С несколькими сотнями людей она переправилась через Луару, высадилась в Шеей и переночевала в замке Рюлли. Существует документ – сохранившийся, правда, только в копии XVI века, – о том, что Ги де Калли, у которого она остановилась в Рюлли, вместе с ней имел видение херувимов, – как, может быть, и Карл VII имел вместе с ней видение короны в Шиноне.
Там же она провела, по-видимому, большую часть дня 29 апреля и только около 8 часов вечера въехала в Орлеан через восточные («Бургундские») ворота.
«Она была в латах, на белом коне; перед ней несли её знамя, тоже белое.
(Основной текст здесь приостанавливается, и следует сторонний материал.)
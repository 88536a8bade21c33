/// 共有エラー型とエラーハンドリング
pub mod errors;

/// 共有設定管理
pub mod config;

/// 暦月の表現と月単位の範囲
pub mod month;

/// 共有ユーティリティ関数
pub mod utils;

// 便利な再エクスポート
pub use config::{
    get_database_filename, EnvFileOutcome, initialize_logging_system, load_environment_variables,
    DatabaseSettings, Environment, EnvironmentConfig, HttpSettings,
};
pub use errors::{AppError, AppResult, ErrorSeverity};
pub use month::{MonthKey, MonthParseError, MonthRange};
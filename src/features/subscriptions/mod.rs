/// サブスクリプション機能モジュール
///
/// このモジュールは、サブスクリプション管理に関連する機能を提供します：
/// - サブスクリプションの登録、取得、更新、削除
/// - ユーザー単位の一覧取得（ページング）
/// - 期間内の合計金額の計算
pub mod handlers;
pub mod models;
pub mod repository;
pub mod service;
pub mod validation;

// 公開インターフェース
pub use models::{NewSubscription, Page, Service, Subscription, SubscriptionUpdate};
pub use repository::SubscriptionStore;
pub use service::SubscriptionService;
pub use validation::RequestValidator;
По левую руку от неё ехал Бастард Орлеанский. За ним следовало множество других вельмож, оруженосцев, военачальников и ратных людей, а также орлеанских горожан, вышедших к ней навстречу. Её встречали другие горожане и горожанки, с большим количеством факелов, и радовались так, как если бы Сам Бог снизошёл к ним, и не без причины, потому что они пережили много тягот, огорчений и бед и страх быть покинутыми и потерять всё – и жизнь и имущество. Но они уже чувствовали себя утешенными и как бы вызволенными из осады божественной силой, обитавшей, как говорили, в этой простой девушке, на которую все они, мужчины, женщины и малые дети, смотрели с великой нежностью. И была невероятная давка, люди хотели приблизиться к ней и прикоснуться к ней или к её коню – настолько, что один из тех, кто нёс факелы, так приблизился к её знамени, что оно загорелось. Тогда она дала шпоры своему коню, повернула его на знамя и потушила огонь так легко и ловко, точно она уже много лет была на войне; и этому дивились ратные люди, а также и горожане, которые шли за ней через весь город».
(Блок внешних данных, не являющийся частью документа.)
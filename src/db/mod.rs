pub mod connection;
pub mod migrations;
pub mod store;

pub use connection::initialize_database;
pub use store::SqliteStore;
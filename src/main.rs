#[tokio::main]
async fn main() {
    if let Err(e) = subscription_tracker_lib::run().await {
        log::error!("アプリケーションの実行中にエラーが発生しました: {e}");
        eprintln!("アプリケーションの実行中にエラーが発生しました: {e}");
        std::process::exit(1);
    }
}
К этому описанию из «Дневника Осады» можно только добавить показания свидетелей о том, что, войдя в Орлеан, она прежде всего отправилась в кафедральный собор (Святого Креста).
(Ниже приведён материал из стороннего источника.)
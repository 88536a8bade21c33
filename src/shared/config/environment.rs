use crate::shared::errors::{AppError, AppResult};
use std::net::{IpAddr, SocketAddr};
use std::path::PathBuf;
use std::time::Duration;

/// アプリケーションのデータディレクトリ名
const APP_DIR_NAME: &str = "subscription-tracker";

const DEFAULT_HTTP_HOST: &str = "127.0.0.1";
const DEFAULT_HTTP_PORT: u16 = 8080;
const DEFAULT_CONNECT_ATTEMPTS: u32 = 3;
const DEFAULT_CONNECT_DELAY_MS: u64 = 500;

/// アプリケーションの実行環境を表す列挙型
#[derive(Debug, Clone, Copy, PartialEq, Eq)]
pub enum Environment {
    /// 開発環境
    Development,
    /// プロダクション環境
    Production,
}

impl Environment {
    fn from_name(name: &str) -> Self {
        match name {
            "production" => Environment::Production,
            _ => Environment::Development,
        }
    }

    pub fn as_str(&self) -> &'static str {
        match self {
            Environment::Development => "development",
            Environment::Production => "production",
        }
    }
}

/// HTTPサーバーの設定
#[derive(Debug, Clone, PartialEq, Eq)]
pub struct HttpSettings {
    pub host: IpAddr,
    pub port: u16,
}

impl HttpSettings {
    pub fn socket_addr(&self) -> SocketAddr {
        SocketAddr::new(self.host, self.port)
    }
}

/// データベースの設定
#[derive(Debug, Clone, PartialEq, Eq)]
pub struct DatabaseSettings {
    /// データベースファイルのパス（":memory:" でインメモリ）
    pub path: PathBuf,
    /// 接続の最大試行回数
    pub connect_attempts: u32,
    /// 接続再試行までの待機時間
    pub connect_delay: Duration,
}

/// 環境設定を管理する構造体
#[derive(Debug, Clone)]
pub struct EnvironmentConfig {
    /// 実行環境
    pub environment: Environment,
    /// ログレベル
    pub log_level: String,
    /// HTTPサーバー設定
    pub http: HttpSettings,
    /// データベース設定
    pub database: DatabaseSettings,
}

impl EnvironmentConfig {
    /// 環境変数から設定を読み込む
    ///
    /// # 戻り値
    /// 環境設定、または値が不正な場合は設定エラー
    pub fn from_env() -> AppResult<Self> {
        Self::from_lookup(|key| std::env::var(key).ok())
    }

    /// 任意の取得関数から設定を読み込む
    ///
    /// # 引数
    /// * `lookup` - 変数名から値を返す関数
    ///
    /// # 戻り値
    /// 環境設定、または値が不正な場合は設定エラー
    pub fn from_lookup<F>(lookup: F) -> AppResult<Self>
    where
        F: Fn(&str) -> Option<String>,
    {
        let environment = lookup("ENVIRONMENT")
            .map(|name| Environment::from_name(&name))
            .unwrap_or_else(default_environment);
        let log_level = lookup("LOG_LEVEL").unwrap_or_else(|| match environment {
            Environment::Development => "debug".to_string(),
            Environment::Production => "info".to_string(),
        });

        let host = lookup("HTTP_HOST")
            .unwrap_or_else(|| DEFAULT_HTTP_HOST.to_string())
            .parse::<IpAddr>()
            .map_err(|e| AppError::configuration(format!("HTTP_HOST が不正です: {e}")))?;
        let port = parse_or("HTTP_PORT", lookup("HTTP_PORT"), DEFAULT_HTTP_PORT)?;

        let path = match lookup("DATABASE_PATH") {
            Some(path) if !path.trim().is_empty() => PathBuf::from(path),
            _ => default_database_path(environment),
        };
        let connect_attempts = parse_or(
            "DATABASE_CONNECT_ATTEMPTS",
            lookup("DATABASE_CONNECT_ATTEMPTS"),
            DEFAULT_CONNECT_ATTEMPTS,
        )?;
        if connect_attempts == 0 {
            return Err(AppError::configuration(
                "DATABASE_CONNECT_ATTEMPTS は1以上を指定してください",
            ));
        }
        let connect_delay_ms = parse_or(
            "DATABASE_CONNECT_DELAY_MS",
            lookup("DATABASE_CONNECT_DELAY_MS"),
            DEFAULT_CONNECT_DELAY_MS,
        )?;

        Ok(Self {
            environment,
            log_level,
            http: HttpSettings { host, port },
            database: DatabaseSettings {
                path,
                connect_attempts,
                connect_delay: Duration::from_millis(connect_delay_ms),
            },
        })
    }
}

fn parse_or<T>(key: &str, value: Option<String>, default: T) -> AppResult<T>
where
    T: std::str::FromStr,
    T::Err: std::fmt::Display,
{
    match value {
        Some(raw) => raw
            .trim()
            .parse::<T>()
            .map_err(|e| AppError::configuration(format!("{key} が不正です ({raw}): {e}"))),
        None => Ok(default),
    }
}

/// ビルド設定に基づく既定の実行環境
fn default_environment() -> Environment {
    if cfg!(debug_assertions) {
        Environment::Development
    } else {
        Environment::Production
    }
}

/// 環境に応じたデータベースファイル名を取得する
///
/// # ファイル名の規則
/// - 開発環境: "dev_subscriptions.db"
/// - プロダクション環境: "subscriptions.db"
pub fn get_database_filename(env: Environment) -> &'static str {
    match env {
        Environment::Development => "dev_subscriptions.db",
        Environment::Production => "subscriptions.db",
    }
}

/// 既定のデータベースファイルパス
///
/// OSのデータディレクトリが取得できない場合はカレントディレクトリを使う。
fn default_database_path(env: Environment) -> PathBuf {
    dirs::data_dir()
        .map(|dir| dir.join(APP_DIR_NAME))
        .unwrap_or_else(|| PathBuf::from("."))
        .join(get_database_filename(env))
}

/// .envファイルの読み込み結果
///
/// ロガー初期化前に読み込むため、結果は初期化後に `log` で出力する。
#[derive(Debug, Clone, Copy, PartialEq, Eq)]
pub enum EnvFileOutcome {
    /// 環境に応じたファイルを読み込んだ
    Loaded(&'static str),
    /// 環境に応じたファイルがなく、デフォルトの.envを読み込んだ
    FellBack(&'static str),
    /// どのファイルも見つからなかった
    Missing,
}

impl EnvFileOutcome {
    /// 読み込み結果をログに出力する
    pub fn log(&self) {
        match self {
            EnvFileOutcome::Loaded(file) => log::info!("{file}ファイルを読み込みました"),
            EnvFileOutcome::FellBack(file) => {
                log::warn!("{file}が見つからないため、デフォルトの.envファイルを読み込みました")
            }
            EnvFileOutcome::Missing => {
                log::warn!("環境変数ファイルが見つかりません。直接設定された環境変数を使用します。")
            }
        }
    }
}

/// 実行環境名に対応する.envファイル名
fn env_file_name(environment: &str) -> &'static str {
    match environment {
        "production" => ".env.production",
        _ => ".env",
    }
}

/// 環境に応じた.envファイルを読み込む
///
/// # 処理内容
/// 1. ENVIRONMENT に応じた.envファイルを読み込み
/// 2. 見つからない場合はデフォルトの.envにフォールバック
///
/// # 戻り値
/// 読み込み結果（ロガー初期化後に `EnvFileOutcome::log` で出力する）
pub fn load_environment_variables() -> EnvFileOutcome {
    let environment = std::env::var("ENVIRONMENT").unwrap_or_else(|_| "development".to_string());
    let env_file = env_file_name(&environment);

    if dotenv::from_filename(env_file).is_ok() {
        EnvFileOutcome::Loaded(env_file)
    } else if env_file != ".env" && dotenv::dotenv().is_ok() {
        EnvFileOutcome::FellBack(env_file)
    } else {
        EnvFileOutcome::Missing
    }
}

/// ログシステムを初期化する
///
/// # 引数
/// * `config` - 環境設定
pub fn initialize_logging_system(config: &EnvironmentConfig) {
    let log_level = match config.log_level.to_lowercase().as_str() {
        "error" => log::LevelFilter::Error,
        "warn" => log::LevelFilter::Warn,
        "info" => log::LevelFilter::Info,
        "debug" => log::LevelFilter::Debug,
        "trace" => log::LevelFilter::Trace,
        _ => log::LevelFilter::Info,
    };

    // 既に初期化済みの場合（テストなど）は無視する
    let _ = env_logger::Builder::from_default_env()
        .filter_level(log_level)
        .format_timestamp_secs()
        .format_module_path(false)
        .format_target(false)
        .try_init();

    log::info!(
        "ログシステムを初期化しました: level={}, environment={}",
        config.log_level,
        config.environment.as_str()
    );
}
use super::models::{
    CreateSubscriptionRequest, NewSubscription, SubscriptionUpdate, TotalCostQuery,
    UpdateSubscriptionRequest,
};
use crate::shared::errors::{AppError, AppResult};
use crate::shared::month::MonthKey;
use uuid::{Uuid, Version};

const DEFAULT_PAGE: u32 = 1;
const DEFAULT_LIMIT: u32 = 10;

/// 合計金額計算の検証済みパラメータ
#[derive(Debug, Clone, PartialEq, Eq)]
pub struct TotalCostParams {
    pub user_id: Option<Uuid>,
    pub service_name: Option<String>,
    pub start: MonthKey,
    pub end: MonthKey,
}

/// HTTPリクエストの入力検証を行うコンポーネント
///
/// アプリケーション起動時に生成し、`AppState` 経由でハンドラーに渡す。
#[derive(Debug, Clone)]
pub struct RequestValidator {
    name_min_chars: usize,
    name_max_chars: usize,
    max_page_limit: u32,
}

impl Default for RequestValidator {
    fn default() -> Self {
        Self {
            name_min_chars: 2,
            name_max_chars: 100,
            max_page_limit: super::service::MAX_PAGE_LIMIT,
        }
    }
}

impl RequestValidator {
    pub fn new() -> Self {
        Self::default()
    }

    /// 登録リクエストを検証して登録内容に変換する
    ///
    /// # 引数
    /// * `request` - 登録リクエスト
    ///
    /// # 戻り値
    /// 登録内容、または最初に見つかった入力エラー
    pub fn parse_create(&self, request: CreateSubscriptionRequest) -> AppResult<NewSubscription> {
        let service = request.service.ok_or_else(|| required("service"))?;
        let name = required_text(service.name, "name")?;
        let price = service.price.ok_or_else(|| required("price"))?;
        let user_id = required_text(request.user_id, "user_id")?;
        let start_date = required_text(request.start_date, "start_date")?;

        self.check_service_name("name", &name)?;
        check_price(price)?;

        let user_id = self.parse_user_id(&user_id)?;
        let start_date = self.parse_month(&start_date)?;
        let end_date = match request.end_date.as_deref() {
            None | Some("") => None,
            Some(raw) => Some(self.parse_month(raw)?),
        };

        Ok(NewSubscription {
            service_name: name.trim().to_string(),
            price,
            user_id,
            start_date,
            end_date,
        })
    }

    /// 更新リクエストを検証して変更内容に変換する
    ///
    /// `end_date` が省略された場合は現在の終了月を維持し、
    /// `null` または空文字列の場合は終了月を解除する。
    pub fn parse_update(&self, request: UpdateSubscriptionRequest) -> AppResult<SubscriptionUpdate> {
        let service = request.service.ok_or_else(|| required("service"))?;

        if let Some(ref name) = service.name {
            self.check_service_name("name", name)?;
        }
        if let Some(price) = service.price {
            check_price(price)?;
        }

        let end_date = match request.end_date {
            None => None,
            Some(None) => Some(None),
            Some(Some(raw)) if raw.is_empty() => Some(None),
            Some(Some(raw)) => Some(Some(self.parse_month(&raw)?)),
        };

        Ok(SubscriptionUpdate {
            service_name: service.name.map(|n| n.trim().to_string()),
            price: service.price,
            end_date,
        })
    }

    /// 合計金額計算のクエリを検証する
    ///
    /// 期間の前後関係は業務ルールとしてサービス層で検証する。
    pub fn parse_total_cost(&self, query: TotalCostQuery) -> AppResult<TotalCostParams> {
        let start = required_text(query.start_date, "start_date")?;
        let end = required_text(query.end_date, "end_date")?;

        // 登録時と同じく前後の空白を除いた名前で照合する
        let service_name = match query.service_name {
            Some(name) if !name.is_empty() => {
                self.check_service_name("service_name", &name)?;
                Some(name.trim().to_string())
            }
            _ => None,
        };

        let user_id = match query.user_id.as_deref() {
            None | Some("") => None,
            Some(raw) => Some(self.parse_user_id(raw)?),
        };

        Ok(TotalCostParams {
            user_id,
            service_name,
            start: self.parse_month(&start)?,
            end: self.parse_month(&end)?,
        })
    }

    /// パスパラメータのサブスクリプションIDを解析する
    pub fn parse_subscription_id(&self, raw: &str) -> AppResult<Uuid> {
        Uuid::parse_str(raw).map_err(|_| AppError::validation("invalid subscription id"))
    }

    /// ユーザーID（UUID v4）を解析する
    pub fn parse_user_id(&self, raw: &str) -> AppResult<Uuid> {
        match Uuid::parse_str(raw) {
            Ok(id) if id.get_version() == Some(Version::Random) => Ok(id),
            _ => Err(AppError::validation("invalid user id")),
        }
    }

    /// MM-YYYY 形式の月を解析する
    pub fn parse_month(&self, raw: &str) -> AppResult<MonthKey> {
        MonthKey::parse_api(raw).map_err(|_| AppError::validation("invalid date format, use MM-YYYY"))
    }

    /// ページ番号と件数を解釈する
    ///
    /// 不正な値や範囲外の値は既定値（page=1, limit=10）に置き換える。
    pub fn pagination(&self, page: Option<&str>, limit: Option<&str>) -> (u32, u32) {
        let page = page
            .and_then(|p| p.parse::<u32>().ok())
            .filter(|p| *p >= 1)
            .unwrap_or(DEFAULT_PAGE);
        let limit = limit
            .and_then(|l| l.parse::<u32>().ok())
            .filter(|l| (1..=self.max_page_limit).contains(l))
            .unwrap_or(DEFAULT_LIMIT);
        (page, limit)
    }

    fn check_service_name(&self, field: &str, name: &str) -> AppResult<()> {
        let length = name.trim().chars().count();
        if length < self.name_min_chars || length > self.name_max_chars {
            return Err(AppError::validation(format!("field '{field}' is invalid")));
        }
        Ok(())
    }
}

fn required(field: &str) -> AppError {
    AppError::validation(format!("field '{field}' is required"))
}

/// 必須の文字列項目を取り出す（空文字列は未指定として扱う）
fn required_text(value: Option<String>, field: &str) -> AppResult<String> {
    value
        .filter(|v| !v.is_empty())
        .ok_or_else(|| required(field))
}

fn check_price(price: i64) -> AppResult<()> {
    if price <= 0 {
        return Err(AppError::validation("field 'price' must be greater than 0"));
    }
    Ok(())
}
Утром, чтобы обеспечить доставку провианта, защитники города провели диверсию против форта Сен-Ay, господствовавшего над дорогой из Шеей в Орлеан. Вечером же сама Девушка проследовала мирно и без всяких затруднений: англичане не сделали ничего, чтобы ей помешать, хотя ещё 27-го они перехватили партию продовольствия, доставлявшуюся из Блуа, а 28-го быстро загнали назад в город ратных людей и ополчение, вышедших навстречу небольшому отряду, посланному из Блуа за несколько дней до главных сил. Теперь осаждавшие, как видно, заметили, что у арманьяков изменился настрой. Перемены начались.
* * *
На следующий день, 30 апреля, осаждённые атаковали один из северных фортов, но после довольно продолжительной стычки вернулись ни с чем. Девушка не приняла в этом деле никакого участия. Как говорит Бастард, она хотела сражаться как можно скорее – если англичане не «уступят правде Царя Небесного» и не уйдут сами; но сначала, прежде всего она хотела получить ответ на это своё требование уйти, предъявленное именем Божиим. А так как ответа не было, она в этот день написала англичанам вторично, «совсем простыми словами». И при этом требовала вернуть ей герольда, который отвёз её первое письмо из Блуа.